The arrangement between the Canadian Forces and Afghanistan recognizes the right of the International Committee of the Red Cross to visit detainees at any time they are in custody, whether held by Canadian Forces or by Afghanistan.

Flowing from that correction, I am also tabling revised responses to Order Paper Questions Nos. 13 and 33 which state, “--the ICRC would advise the Afghan authorities if they had any concerns about detainees whom we transferred to Afghan authorities”. And that, “The International Committee of the Red Cross would advise Afghan authorities if they had any concerns about detainees”.

These revised responses will ensure that the House has accurate information.

In addition, today I am tabling a letter from two senior officials to the chair of the Standing Committee on National Defence correcting information they provided to the committee on December 11, 2006, regarding Canada's notification to the Afghanistan Independent Human Rights Commission of detainee transfers.

Defence officials and I have appeared regularly before the Standing Committee on National Defence to provide parliamentarians with information and will continue to do so.

The letters establishing Canada's subsequent arrangement with the Afghanistan Independent Human Rights Commission, which I would now like to table, are posted on my department's website. To be clear, this arrangement, which has taken many months to negotiate, provides that Canada will notify the Afghanistan Independent Human Rights Commission, the AIHRC, of any detainees transferred to Afghan authorities and the AIHRC will inform Canada should it learn that a transfer detainee has been mistreated.

Our government is committed to the goal of ensuring that each Afghan detainee is treated in accordance with international law.
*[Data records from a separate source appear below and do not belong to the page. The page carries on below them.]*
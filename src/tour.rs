//! Tour and solve result types.

use crate::CityIndex;
use std::fmt;

#[cfg(feature = "serde")]
use serde::{Deserialize, Serialize};

/// A closed tour: the start city, every other city once, then the start again.
///
/// For an n-city problem a complete tour holds n + 1 indices.
#[derive(Debug, Clone, PartialEq, Eq)]
#[cfg_attr(feature = "serde", derive(Serialize, Deserialize))]
#[cfg_attr(feature = "serde", serde(transparent))]
pub struct Tour {
    path: Vec<CityIndex>,
}

impl Tour {
    /// Builds the cycle `[start] ++ order ++ [start]`.
    pub fn closed(start: CityIndex, order: &[CityIndex]) -> Self {
        let mut path = Vec::with_capacity(order.len() + 2);
        path.push(start);
        path.extend_from_slice(order);
        path.push(start);
        Self { path }
    }

    /// Wraps a path that already repeats its start city at the end.
    pub fn from_path(path: Vec<CityIndex>) -> Self {
        Self { path }
    }

    /// First (and last) city.
    pub fn start(&self) -> Option<CityIndex> {
        self.path.first().copied()
    }

    /// Cities visited between the two occurrences of the start city.
    pub fn cities(&self) -> &[CityIndex] {
        if self.path.len() < 2 {
            return &[];
        }
        &self.path[1..self.path.len() - 1]
    }

    /// Full path including the closing city.
    pub fn as_slice(&self) -> &[CityIndex] {
        &self.path
    }

    /// Number of entries in the path (n + 1 for a complete tour).
    pub fn len(&self) -> usize {
        self.path.len()
    }

    /// Returns `true` if the path holds no cities.
    pub fn is_empty(&self) -> bool {
        self.path.is_empty()
    }

    /// Consumes the tour and returns the raw path.
    pub fn into_path(self) -> Vec<CityIndex> {
        self.path
    }

    /// Returns `true` if this is a Hamiltonian cycle over `n` cities:
    /// length n + 1, first equals last, and every city of `[0, n)` appears
    /// exactly once in between.
    pub fn is_hamiltonian_cycle(&self, n: usize) -> bool {
        if n == 0 || self.path.len() != n + 1 || self.path.first() != self.path.last() {
            return false;
        }
        let mut seen = vec![false; n];
        for &city in &self.path[..n] {
            if city >= n || seen[city] {
                return false;
            }
            seen[city] = true;
        }
        true
    }
}

impl fmt::Display for Tour {
    fn fmt(&self, f: &mut fmt::Formatter<'_>) -> fmt::Result {
        for (i, city) in self.path.iter().enumerate() {
            if i > 0 {
                write!(f, " → ")?;
            }
            write!(f, "{city}")?;
        }
        Ok(())
    }
}

/// A tour together with its total cost, closing edge included.
#[derive(Debug, Clone, PartialEq)]
#[cfg_attr(feature = "serde", derive(Serialize, Deserialize))]
pub struct SolveResult {
    /// The closed tour.
    pub tour: Tour,

    /// Sum of the directed edge costs along `tour`.
    pub total_cost: f64,
}

impl SolveResult {
    /// Pairs a tour with its precomputed cost.
    pub fn new(tour: Tour, total_cost: f64) -> Self {
        Self { tour, total_cost }
    }
}
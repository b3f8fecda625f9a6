//! Nearest-neighbor tour construction.
//!
//! Starting from the given city, always travel to the cheapest unvisited
//! city, then return to the start. Runs in O(n²) and gives no optimality
//! guarantee; on adversarial (especially asymmetric) matrices the greedy
//! choice can lead into an expensive closing edge.
//!
//! # Reference
//!
//! Rosenkrantz, Stearns & Lewis (1977), "An Analysis of Several Heuristics
//! for the Traveling Salesman Problem", *SIAM J. Computing* 6(3), 563-581.

mod runner;

pub use runner::NearestNeighborSolver;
The protection of human rights is a central value to all Canadians and our government's commitment is to ensure that these values are held no matter where are forces serve.

To reinforce that, I personally met with the Kandahar representative and the national representative of the commission, the Afghan minister of defence and President Karzai, in which I received their personal commitments to ensure that the agreements will be honoured.

I believe that my statement this morning clarifies our important relationships with the government of Afghanistan, the International Committee of the Red Cross and the Afghanistan Independent Human Rights Commission.

Revised Responses to Order Paper Questions Nos. 13 and 33
Points of Order

11:05 a.m.

Liberal

The Speaker Peter Milliken

I thank the honourable minister for his clarification. The documents that are answers to questions that he has tabled will either be treated as tabled documents, if the original answer was in fact tabled, or, if they were printed in Hansard, they will be printed in Hansard accordingly.

It being 11:07 a.m., the House will now proceed to the consideration of private members' business as listed on today's order paper.

The House resumed from February 28 consideration of Bill C-257, An Act to amend the Canada Labour Code (replacement workers), as reported (with amendment) from the committee, and of the motions in Group No. 1.

Canada Labour Code
Private Members' Business

11:05 a.m.

Liberal

Paul Szabo Mississauga South, ON

Mr. Speaker, I am pleased to complete my commentary on Bill C-257, an important private member's bill dealing with the federal Labour Code.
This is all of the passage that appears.